Can any one suggest about rescoring of pte exam. Is it beneficial to go for rescoring or rescheduling of exam is a good option.

Pls respond quickly because it would help me to take decision on earlier basis.


----------



## Ru1005 (Jun 7, 2019)

Hi all, i got 78 in writing should I go for a record please help


----------



## SG (Aug 16, 2017)

Ru1005 said:


> Hi all, i got 78 in writing should I go for a record please help


I got 78 twice before I secured 79+ in all sections.

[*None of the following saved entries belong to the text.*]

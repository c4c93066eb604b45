use std::env;

pub const DEFAULT_BIND_ADDR: &str = "0.0.0.0:8100";

/// Process-wide settings consulted on every search request.
pub trait Settings: Send + Sync {
    fn database_url(&self) -> Option<String>;
    fn search_disabled(&self) -> bool;
}

/// Reads settings from the environment at call time, so flipping
/// `DISABLE_SEARCH` takes effect without a restart.
#[derive(Debug, Default, Clone, Copy)]
pub struct EnvSettings;

impl Settings for EnvSettings {
    fn database_url(&self) -> Option<String> {
        non_empty(env::var("DATABASE_URL").ok())
    }

    fn search_disabled(&self) -> bool {
        is_enabled(env::var("DISABLE_SEARCH").ok().as_deref())
    }
}

pub fn bind_addr() -> String {
    non_empty(env::var("BIND_ADDR").ok()).unwrap_or_else(|| DEFAULT_BIND_ADDR.to_string())
}

fn non_empty(value: Option<String>) -> Option<String> {
    value.filter(|v| !v.trim().is_empty())
}

// Only the exact string "true" switches a flag on.
fn is_enabled(value: Option<&str>) -> bool {
    value == Some("true")
}

#[cfg(test)]
mod tests {
    use super::*;

    #[test]
    fn test_flag_parsing() {
        assert!(is_enabled(Some("true")));
        assert!(!is_enabled(Some("TRUE")));
        assert!(!is_enabled(Some("1")));
        assert!(!is_enabled(Some("")));
        assert!(!is_enabled(None));
    }

    #[test]
    fn test_empty_values_are_missing() {
        assert_eq!(non_empty(None), None);
        assert_eq!(non_empty(Some(String::new())), None);
        assert_eq!(non_empty(Some("  ".to_string())), None);
        assert_eq!(
            non_empty(Some("postgres://localhost/res".to_string())),
            Some("postgres://localhost/res".to_string())
        );
    }
}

If you're thinking of scheduling a Rescoring, have a look at this: https://pearsonpte.com/the-test/about-our-scores/re-scoring/

It's better to appear for PTE exam again than thinking of scheduling a Rescoring!

Good Luck!


----------



## Ru1005 (Jun 7, 2019)

Thanks Sg.


----------



## Ru1005 (Jun 7, 2019)

I have one more query, i actually applied for restore, so my result git vanished from the portal but it is appearing again with the same score, what does this mean??


----------



## Ru1005 (Jun 7, 2019)

Please help


----------



## NB (Mar 29, 2017)

Ru1005 said:


> I have one more query, i actually applied for restore, so my result git vanished from the portal but it is appearing again with the same score, what does this mean??

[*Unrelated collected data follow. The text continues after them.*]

use chrono::{DateTime, Utc};
use diesel::prelude::*;
use uuid::Uuid;

use crate::schema::restaurants;

#[derive(Queryable, Selectable, Identifiable, Insertable, Debug, Clone, PartialEq)]
#[diesel(table_name = restaurants)]
#[diesel(check_for_backend(diesel::pg::Pg))]
pub struct Restaurant {
    pub id: Uuid,
    pub name: String,
    pub location: String,
    pub aliases: Option<String>,
    pub booking_url: String,
    pub booking_portal: String,
    pub created_at: Option<DateTime<Utc>>,
    pub updated_at: Option<DateTime<Utc>>,
}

It means that PTEA has rechecked your score and everything was correct so the scores did not change

The initial scoring and the rescoring is done by the same computer, so the chances of getting a higher score is one in a million maybe 
Only in IELTS where scoring is done manually there is a chance of getting a higher score if you go for rescoring 

Cheers


----------



## Ru1005 (Jun 7, 2019)

Thanks aloy NB.

But will the date be modified or remain same??
And will they give any email notification on it??


----------



## NB (Mar 29, 2017)

Ru1005 said:


> Thanks aloy NB.
> 
> But will the date be modified or remain same??
> And will they give any email notification on it??


Nothing will change
You should get an email confirming the same

Cheers


----------



## Ru1005 (Jun 7, 2019)

Thanks alot again NB. But I haven't got any email, my scorecard just disappeared for a day and now it is appearing again. What should I do?? Please guide.


----------



## NB (Mar 29, 2017)

Ru1005 said:


> Thanks alot again NB. But I haven't got any email, my scorecard just disappeared for a day and now it is appearing again. What should I do?? Please guide.

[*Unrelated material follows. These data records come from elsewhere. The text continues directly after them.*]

use axum::{
    Router,
    extract::{Query, State},
    response::Html,
    routing::get,
};
use tracing::instrument;

use crate::models::SearchParams;
use crate::render;
use crate::view::SearchView;

use super::AppState;

pub fn router() -> Router<AppState> {
    Router::new().route("/", get(index))
}

#[instrument(skip(state))]
pub async fn index(
    State(state): State<AppState>,
    Query(params): Query<SearchParams>,
) -> Html<String> {
    let mut view = SearchView::default();

    if let Some(q) = params.q {
        view.set_query(q);
        if let Some(query) = view.submit() {
            let outcome = state.gateway.search(&query).await;
            view.complete(outcome);
        }
    }

    Html(render::page(&view))
}
pub mod page;
pub mod search;

pub use page::router as page_router;
pub use search::router as search_router;

use std::sync::Arc;
use utoipa::OpenApi;

use crate::gateway::SearchGateway;

#[derive(Clone)]
pub struct AppState {
    pub gateway: Arc<SearchGateway>,
}

#[derive(OpenApi)]
#[openapi(
    paths(
        search::search_restaurants,
        search::revalidate,
    ),
    components(
        schemas(
            crate::models::Restaurant,
            crate::models::SearchResponse,
            crate::models::RevalidateRequest,
            crate::models::RevalidateResponse,
        )
    ),
    tags(
        (name = "restaurants", description = "Restaurant search endpoints"),
        (name = "cache", description = "Search cache maintenance")
    ),
    info(
        title = "ResFinder",
        description = "Find a direct link to a restaurant's reservation page",
        version = "1.0.0"
    )
)]
pub struct ApiDoc;
use dashmap::DashMap;
use std::sync::Arc;
use std::time::{Duration, Instant};

use crate::clock::Clock;

struct Window {
    count: u32,
    reset_at: Instant,
}

/// Fixed-window request counter keyed by an arbitrary identifier.
///
/// A window opens on the first call for a key and is replaced lazily by the
/// first call that arrives after it has expired.
pub struct RateLimiter {
    windows: DashMap<String, Window>,
    limit: u32,
    window: Duration,
    clock: Arc<dyn Clock>,
}

impl RateLimiter {
    pub fn new(limit: u32, window: Duration, clock: Arc<dyn Clock>) -> Self {
        Self {
            windows: DashMap::new(),
            limit,
            window,
            clock,
        }
    }

    /// Counts one call against `key`. Returns `false` once the window is full.
    pub fn check(&self, key: &str) -> bool {
        let now = self.clock.now();
        let mut window = self
            .windows
            .entry(key.to_string())
            .or_insert_with(|| Window {
                count: 0,
                reset_at: now + self.window,
            });

        if now > window.reset_at {
            *window = Window {
                count: 0,
                reset_at: now + self.window,
            };
        }

        if window.count >= self.limit {
            return false;
        }

        window.count += 1;
        true
    }
}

Drop an email to PTEA giving all the details of your rescoring application and ask for the results 

Cheers


----------



## Ru1005 (Jun 7, 2019)

Thanks a lot NB.


----------



## aravindvs88 (Aug 5, 2019)

Hi I have appeared for PTE more than 5 times. out of which my speaking score is 90 each and every time. But my last test speaking score is very less, it's just 61 and other scores as well very less compares to earlier exams. This time I had appeared in a different test center. So do i need to go for a rescore here?

PLZZ HELP..!!!


----------



## Mitalid (Jan 13, 2021)

aravindvs88 said:


> Hi I have appeared for PTE more than 5 times. out of which my speaking score is 90 each and every time. But my last test speaking score is very less, it's just 61 and other scores as well very less compares to earlier exams. This time I had appeared in a different test center. So do i need to go for a rescore here?
> 
> PLZZ HELP..!!!


Hi, did you get any solution for this? I am facing the same issue.


----------